Post-market Surveillance Study of the BD® WavelinQ™ EndoAVF System (CONNECT-AV)

C. R. Bard

Status

Enrolling

Conditions

Kidney Disease, End-Stage

Arteriovenous Fistula

End-stage Renal Disease

Treatments

Device: EndoAVF Creation

Study type

Interventional

Funder types

Industry

Identifiers

NCT04634916

BPV-18-002

Details and patient eligibility

About

A prospective, single-arm, multi-center post-market surveillance study of the BD® WavelinQ™ EndoAVF System for the Creation of Arteriovenous (AV) Fistula in Patients Requiring Dialysis.

Enrollment

280 estimated patients

Sex

All

Ages

18+ years old

Volunteers

No Healthy Volunteers

Inclusion criteria

Subject must be either male or non-pregnant female ≥ 18 years of age with an expected lifespan sufficient to allow for completion of all study procedures.
Subject must voluntarily sign and date the Informed Consent Form (ICF) prior to collection of study data or performance of study procedures.
Subject must be willing to comply with the protocol requirements, including clinical follow-up.
Subjects who have established, non-reversible kidney failure, who are currently on dialysis at screening or are in immediate need (within 6 months of endoAVF creation) of dialysis.
Target treatment vein diameter(s) for endoAVF creation ≥ 2.0 mm as measured via Duplex Ultrasound (DUS) or Venography.
Target treatment artery diameter ≥ 2.0 mm as measured via Duplex Ultrasound (DUS) or Arteriogram.
Subject has adequate collateral circulation to the hand, in the opinion of the Investigator.
At least one superficial outflow vein diameter ≥ 2.5 mm and in communication with the target creation site via a proximal forearm perforating vein.

Exclusion criteria

The subject is in a hypercoagulable state.
The subject has known bleeding diathesis.
The subject has insufficient cardiac output to support a native fistula in the opinion of the Investigator.
Known history of active intravenous drug abuse.
"Planned" major surgical procedure within 6 months following index procedure or major surgery within 30 days prior to index procedure.
The subject has a known allergy or hypersensitivity to contrast media which cannot be adequately pre-medicated.
The subject has known adverse effects to sedation and/or anesthesia which cannot be adequately pre-medicated.
Evidence of active infection on the day of the index procedure (temperature of ≥ 38.0° Celsius and/ or WBC of ≥ 12,000 cells/ μL, if collected).
The subject has another medical condition, which, in the opinion of the Investigator, may cause him/her to be non-compliant with the protocol, confound the data interpretation, or is associated with a life expectancy insufficient to allow for the completion of study procedures and follow-up.
The subject is currently participating in an investigational drug or another device study that has not completed the study treatment or that clinically interferes with the study endpoints.

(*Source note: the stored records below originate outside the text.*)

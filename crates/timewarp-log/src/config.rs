//! Log writer configuration.

use crate::compression::Compression;

/// Configuration for a [`LogWriter`](crate::LogWriter).
///
/// Validated at construction; immutable for the life of the writer, so
/// every batch in a segment uses the same codec.
#[derive(Clone, Debug, PartialEq, Eq)]
pub struct WriterConfig {
    /// Flush after this many records.
    ///
    /// Default: 4096. Must be at least 1.
    pub batch_size: usize,

    /// Flush once the uncompressed batch payload reaches this many bytes.
    ///
    /// Default: 4 MiB. Must lie in `1..=u32::MAX`, the largest payload a
    /// batch header can describe.
    pub batch_bytes: usize,

    /// Codec applied to every batch payload.
    ///
    /// Default: [`Compression::Zstd`].
    pub compression: Compression,

    /// Zstd compression level. Ignored by the other codecs.
    ///
    /// Default: 3. Must lie in `1..=22`.
    pub zstd_level: i32,
}

impl WriterConfig {
    /// Default record count per batch.
    pub const DEFAULT_BATCH_SIZE: usize = 4096;

    /// Default uncompressed byte budget per batch.
    pub const DEFAULT_BATCH_BYTES: usize = 4 * 1024 * 1024;

    /// Default zstd level.
    pub const DEFAULT_ZSTD_LEVEL: i32 = 3;

    /// Check all invariants.
    pub fn validate(&self) -> Result<(), ConfigError> {
        if self.batch_size == 0 {
            return Err(ConfigError::ZeroBatchSize);
        }
        if self.batch_bytes == 0 {
            return Err(ConfigError::ZeroBatchBytes);
        }
        if u32::try_from(self.batch_bytes).is_err() {
            return Err(ConfigError::BatchBytesTooLarge {
                bytes: self.batch_bytes,
            });
        }
        if !(1..=22).contains(&self.zstd_level) {
            return Err(ConfigError::InvalidZstdLevel {
                level: self.zstd_level,
            });
        }
        Ok(())
    }

    /// Same configuration with a different record count per batch.
    pub fn with_batch_size(mut self, batch_size: usize) -> Self {
        self.batch_size = batch_size;
        self
    }

    /// Same configuration with a different codec.
    pub fn with_compression(mut self, compression: Compression) -> Self {
        self.compression = compression;
        self
    }
}

impl Default for WriterConfig {
    fn default() -> Self {
        Self {
            batch_size: Self::DEFAULT_BATCH_SIZE,
            batch_bytes: Self::DEFAULT_BATCH_BYTES,
            compression: Compression::Zstd,
            zstd_level: Self::DEFAULT_ZSTD_LEVEL,
        }
    }
}

/// Invalid writer configuration.
#[derive(Clone, Debug, PartialEq, Eq, thiserror::Error)]
pub enum ConfigError {
    /// `batch_size` is zero.
    #[error("batch_size must be at least 1")]
    ZeroBatchSize,
    /// `batch_bytes` is zero.
    #[error("batch_bytes must be at least 1")]
    ZeroBatchBytes,
    /// `batch_bytes` does not fit a batch header's 32-bit size field.
    #[error("batch_bytes {bytes} exceeds the 32-bit batch size limit")]
    BatchBytesTooLarge {
        /// The configured budget.
        bytes: usize,
    },
    /// `zstd_level` is outside `1..=22`.
    #[error("zstd level {level} outside 1..=22")]
    InvalidZstdLevel {
        /// The configured level.
        level: i32,
    },
    /// A compression name did not parse.
    #[error("unknown compression {name:?} (expected none, snappy or zstd)")]
    UnknownCompression {
        /// The rejected name.
        name: String,
    },
}
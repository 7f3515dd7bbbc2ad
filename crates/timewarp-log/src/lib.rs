//! Append-only call log segments.
//!
//! A segment holds the calls of one guest process, packed into batches.
//! Each batch is compressed with one codec and carries a CRC32C of its
//! uncompressed payload. A per-segment [`RecordIndex`] maps batch start
//! times to byte offsets so readers can seek without scanning.
//!
//! # Architecture
//!
//! - [`LogWriter`] buffers records and flushes them as batches to any `Write` sink
//! - [`LogReader`] streams records back from any `Read` source, verifying checksums
//! - [`RecordIndexBuilder`] collects `(first_timestamp, offset)` pairs; [`RecordIndex`] answers seeks
//! - [`RecordBuilder`] assembles one encoded record in a reusable buffer
//!
//! # Format
//!
//! ```text
//! segment: [Batch 1] [Batch 2] ... [Batch N]
//! batch:   [header_size u32] ["TL.0"] [first_offset i64] [first_timestamp i64]
//!          [last_timestamp i64] [compressed_size u32] [uncompressed_size u32]
//!          [num_records u32] [checksum u32] [compression u32] [payload]
//! record:  [size u32] [timestamp i64] [function_id u32] [call_len u32] [call]
//! index:   [index_size u32] ["TL.2"] [process_id 16B] [segment u32]
//!          [count u32] [keys u64 * count] [values u64 * count]
//! ```
//!
//! All integers are little-endian. Timestamps are nanoseconds since the
//! process start time.

#![deny(missing_docs)]
#![deny(rustdoc::broken_intra_doc_links)]
#![forbid(unsafe_code)]

pub mod codec;
pub mod compression;
pub mod config;
pub mod error;
pub mod index;
pub mod reader;
pub mod record;
pub mod writer;

pub use codec::BatchHeader;
pub use compression::Compression;
pub use config::{ConfigError, WriterConfig};
pub use error::LogError;
pub use index::{read_index, write_index, RecordIndex, RecordIndexBuilder};
pub use reader::{open_reader, LogReader, RecordSource, Records};
pub use record::{Record, RecordBuilder};
pub use writer::{open_writer, LogWriter};

/// File identifier of a record batch header.
pub const BATCH_TAG: [u8; 4] = *b"TL.0";

/// File identifier of a serialized record index.
pub const INDEX_TAG: [u8; 4] = *b"TL.2";
/// Writes record batches to a byte stream.
///
/// Generic over `W: Write` so tests can use `Vec<u8>` and production
/// code can use `BufWriter<File>`.
///
/// Durability granularity is one batch: records still buffered when the
/// writer is dropped without [`flush`](Self::flush) or
/// [`finish`](Self::finish) are lost.
///
/// # Examples
///
/// ```
/// use timewarp_core::{ProcessId, SegmentId};
/// use timewarp_log::{LogReader, LogWriter, Record, WriterConfig};
///
/// let segment = SegmentId::new(ProcessId::new_v4(), 0);
/// let config = WriterConfig::default().with_batch_size(2);
///
/// let mut writer = LogWriter::new(Vec::new(), segment, config).unwrap();
/// for t in [0, 5, 9] {
///     writer.write_record(&Record::new(t, 24, b"hi".to_vec())).unwrap();
/// }
/// let (buf, index) = writer.finish().unwrap();
/// assert_eq!(index.len(), 2);
///
/// let mut reader = LogReader::new(buf.as_slice());
/// let mut times = Vec::new();
/// while let Some(rec) = reader.next_record().unwrap() {
///     times.push(rec.timestamp);
/// }
/// assert_eq!(times, [0, 5, 9]);
/// ```
pub struct LogWriter<W: Write> {
    output: W,
    config: WriterConfig,
    index: RecordIndexBuilder,
    payload: Vec<u8>,
    frame: Vec<u8>,
    batch_records: u32,
    batch_first_timestamp: i64,
    last_timestamp: i64,
    records_written: u64,
    batches_written: u64,
    bytes_written: u64,
    failed: Option<LogError>,
}

/// Largest batch payload a header can describe.
const MAX_BATCH_PAYLOAD: usize = u32::MAX as usize;

impl<W: Write> LogWriter<W> {
    /// Create a writer appending to `output`, which must be positioned at
    /// the start of an empty segment.
    pub fn new(output: W, segment: SegmentId, config: WriterConfig) -> Result<Self, LogError> {
        config.validate()?;
        Ok(Self {
            output,
            config,
            index: RecordIndexBuilder::new(segment),
            payload: Vec::new(),
            frame: Vec::new(),
            batch_records: 0,
            batch_first_timestamp: 0,
            last_timestamp: 0,
            records_written: 0,
            batches_written: 0,
            bytes_written: 0,
            failed: None,
        })
    }

    /// Append a record to the current batch, flushing if it fills up.
    ///
    /// Timestamps are offsets from the process start and must not
    /// decrease; a negative or decreasing timestamp is rejected with
    /// [`LogError::OutOfOrder`].
    ///
    /// A call payload over [`MAX_CALL_LEN`](crate::codec::MAX_CALL_LEN)
    /// bytes is rejected with [`LogError::TooLarge`].
    pub fn write_record(&mut self, record: &Record) -> Result<(), LogError> {
        let len = 4 + record_size(record.function_call.len())? as usize;
        self.append(record.timestamp, len, |payload| {
            encode_record_into(
                payload,
                record.timestamp,
                record.function_id,
                &record.function_call,
            )
        })
    }

    /// Append the record held by a builder, finalizing it first.
    pub fn write_builder(&mut self, builder: &mut RecordBuilder) -> Result<(), LogError> {
        let timestamp = builder.timestamp();
        let bytes = builder.bytes()?;
        self.append(timestamp, bytes.len(), |payload| {
            payload.extend_from_slice(bytes);
            Ok(())
        })
    }

    /// Append one encoded record of `len` bytes. A batch that cannot take
    /// it without overflowing the header's size field is flushed first.
    fn append(
        &mut self,
        timestamp: i64,
        len: usize,
        encode: impl FnOnce(&mut Vec<u8>) -> Result<(), LogError>,
    ) -> Result<(), LogError> {
        self.check()?;
        if timestamp < self.last_timestamp {
            return Err(LogError::OutOfOrder {
                previous: self.last_timestamp,
                timestamp,
            });
        }
        if !fits_batch(self.payload.len(), len) {
            self.flush()?;
        }
        if self.batch_records == 0 {
            self.batch_first_timestamp = timestamp;
        }
        encode(&mut self.payload)?;
        self.batch_records += 1;
        self.records_written += 1;
        self.last_timestamp = timestamp;

        if self.batch_records as usize >= self.config.batch_size
            || self.payload.len() >= self.config.batch_bytes
        {
            self.flush()?;
        }
        Ok(())
    }

    /// Compress and write the current batch. No-op when it is empty.
    ///
    /// On error the batch stays buffered; nothing is dropped silently.
    /// After a sink error the writer is failed: the sink may hold a torn
    /// frame, which readers report as malformed, and every later call
    /// returns the same error.
    pub fn flush(&mut self) -> Result<(), LogError> {
        self.check()?;
        if self.batch_records == 0 {
            return Ok(());
        }

        let compression = self.config.compression;
        let compressed = compression.compress(&self.payload, self.config.zstd_level)?;
        let header = BatchHeader {
            first_offset: (self.records_written - u64::from(self.batch_records)) as i64,
            first_timestamp: self.batch_first_timestamp,
            last_timestamp: self.last_timestamp,
            compressed_size: size_field(compressed.len(), "compressed batch")?,
            uncompressed_size: size_field(self.payload.len(), "batch payload")?,
            num_records: self.batch_records,
            checksum: crc32c::crc32c(&self.payload),
            compression,
        };

        self.frame.clear();
        encode_batch_header_into(&mut self.frame, &header);
        self.frame.extend_from_slice(&compressed);
        if let Err(e) = self.output.write_all(&self.frame).and_then(|()| self.output.flush()) {
            return Err(self.sink_failed(e));
        }

        let batch_offset = self.bytes_written;
        self.index.push(header.first_timestamp as u64, batch_offset);
        self.bytes_written += self.frame.len() as u64;
        self.batches_written += 1;

        debug!(
            segment = %self.index.segment(),
            offset = batch_offset,
            records = header.num_records,
            uncompressed = header.uncompressed_size,
            compressed = header.compressed_size,
            %compression,
            "batch flushed"
        );

        self.payload.clear();
        self.batch_records = 0;
        Ok(())
    }

    fn check(&self) -> Result<(), LogError> {
        match &self.failed {
            Some(err) => Err(err.duplicate()),
            None => Ok(()),
        }
    }

    fn sink_failed(&mut self, e: io::Error) -> LogError {
        let err = LogError::Io(e);
        error!(
            segment = %self.index.segment(),
            offset = self.bytes_written,
            error = %err,
            "batch write failed; writer is unusable"
        );
        self.failed = Some(err.duplicate());
        err
    }

    /// The sink error that ended this writer, if any.
    pub fn error(&self) -> Option<&LogError> {
        self.failed.as_ref()
    }

    /// Records accepted so far, including those still buffered.
    pub fn records_written(&self) -> u64 {
        self.records_written
    }

    /// Records buffered in the current batch.
    pub fn pending_records(&self) -> u32 {
        self.batch_records
    }

    /// Batches flushed so far.
    pub fn batches_written(&self) -> u64 {
        self.batches_written
    }

    /// Bytes flushed to the sink so far.
    pub fn bytes_written(&self) -> u64 {
        self.bytes_written
    }

    /// Index entries of the batches flushed so far.
    pub fn index(&self) -> &RecordIndexBuilder {
        &self.index
    }

    /// The segment being written.
    pub fn segment(&self) -> SegmentId {
        self.index.segment()
    }

    /// Flush the last batch and return the sink with the built index.
    pub fn finish(mut self) -> Result<(W, RecordIndex), LogError> {
        self.flush()?;
        let index = self.index.build();
        Ok((self.output, index))
    }
}

/// Whether a batch holding `payload` bytes can take a record of `len`
/// bytes. An empty batch takes any record.
fn fits_batch(payload: usize, len: usize) -> bool {
    payload == 0 || payload.saturating_add(len) <= MAX_BATCH_PAYLOAD
}

fn size_field(len: usize, what: &'static str) -> Result<u32, LogError> {
    u32::try_from(len).map_err(|_| LogError::TooLarge { what, size: len })
}

/// Create a new segment file and a writer for it.
///
/// Fails if the file already exists: segments are never appended to by a
/// second writer.
pub fn open_writer(
    path: impl AsRef<Path>,
    segment: SegmentId,
    config: WriterConfig,
) -> Result<LogWriter<BufWriter<File>>, LogError> {
    let file = File::options()
        .write(true)
        .create_new(true)
        .open(path.as_ref())?;
    LogWriter::new(BufWriter::new(file), segment, config)
}
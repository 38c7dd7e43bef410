// src/logging.rs

//! Logging setup using `tracing` + `tracing-subscriber`.
//!
//! Priority for determining the log level:
//! 1. `--log-level` CLI flag (if provided)
//! 2. `MODULEGEN_LOG` environment variable (e.g. "info", "debug")
//! 3. default to `info`
//!
//! Logs are sent to STDERR so that stdout stays free for relayed child
//! process output and the generator summary.

use anyhow::Result;
use tracing_subscriber::fmt;

use crate::cli::LogLevel;

/// Initialise global logging subscriber.
///
/// Safe to call once at startup.
pub fn init_logging(cli_level: Option<LogLevel>) -> Result<()> {
    let level = match cli_level {
        Some(lvl) => level_from_log_level(lvl),
        None => std::env::var("MODULEGEN_LOG")
            .ok()
            .and_then(|s| parse_level_str(&s))
            .unwrap_or(tracing::Level::INFO),
    };

    fmt()
        .with_max_level(level)
        .with_target(true)
        .with_thread_ids(false)
        .with_thread_names(false)
        .with_writer(std::io::stderr)
        .init();

    Ok(())
}

fn level_from_log_level(lvl: LogLevel) -> tracing::Level {
    match lvl {
        LogLevel::Error => tracing::Level::ERROR,
        LogLevel::Warn => tracing::Level::WARN,
        LogLevel::Info => tracing::Level::INFO,
        LogLevel::Debug => tracing::Level::DEBUG,
        LogLevel::Trace => tracing::Level::TRACE,
    }
}

fn parse_level_str(s: &str) -> Option<tracing::Level> {
    match s.trim().to_lowercase().as_str() {
        "error" => Some(tracing::Level::ERROR),
        "warn" | "warning" => Some(tracing::Level::WARN),
        "info" => Some(tracing::Level::INFO),
        "debug" => Some(tracing::Level::DEBUG),
        "trace" => Some(tracing::Level::TRACE),
        _ => None,
    }
}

Note: Studies requiring extended follow-up visits for products that were investigational, but have since become commercially available, are not considered investigational studies.
The subject has central venous stenosis or central vein narrowing > 50% based on imaging on the same side as the planned endoAVF creation.
Absence of a proximal forearm perforating vein feeding the target cannulation vein(s) from the target creation site via Duplex Ultrasound (DUS) or Venography.
Occlusion or stenosis > 50% of target cannulation vein(s) such as cephalic, median cubital, basilic, etc. assessed via Duplex Ultrasound (DUS) or Venography.
Significantly compromised venous or arterial flow in the treatment arm as determined by Investigator and Duplex Ultrasound (DUS) or Venography.
Presence of significant calcification at the target endoAVF location that could potentially impact the effectiveness of endoAVF creation as determined by the Investigator.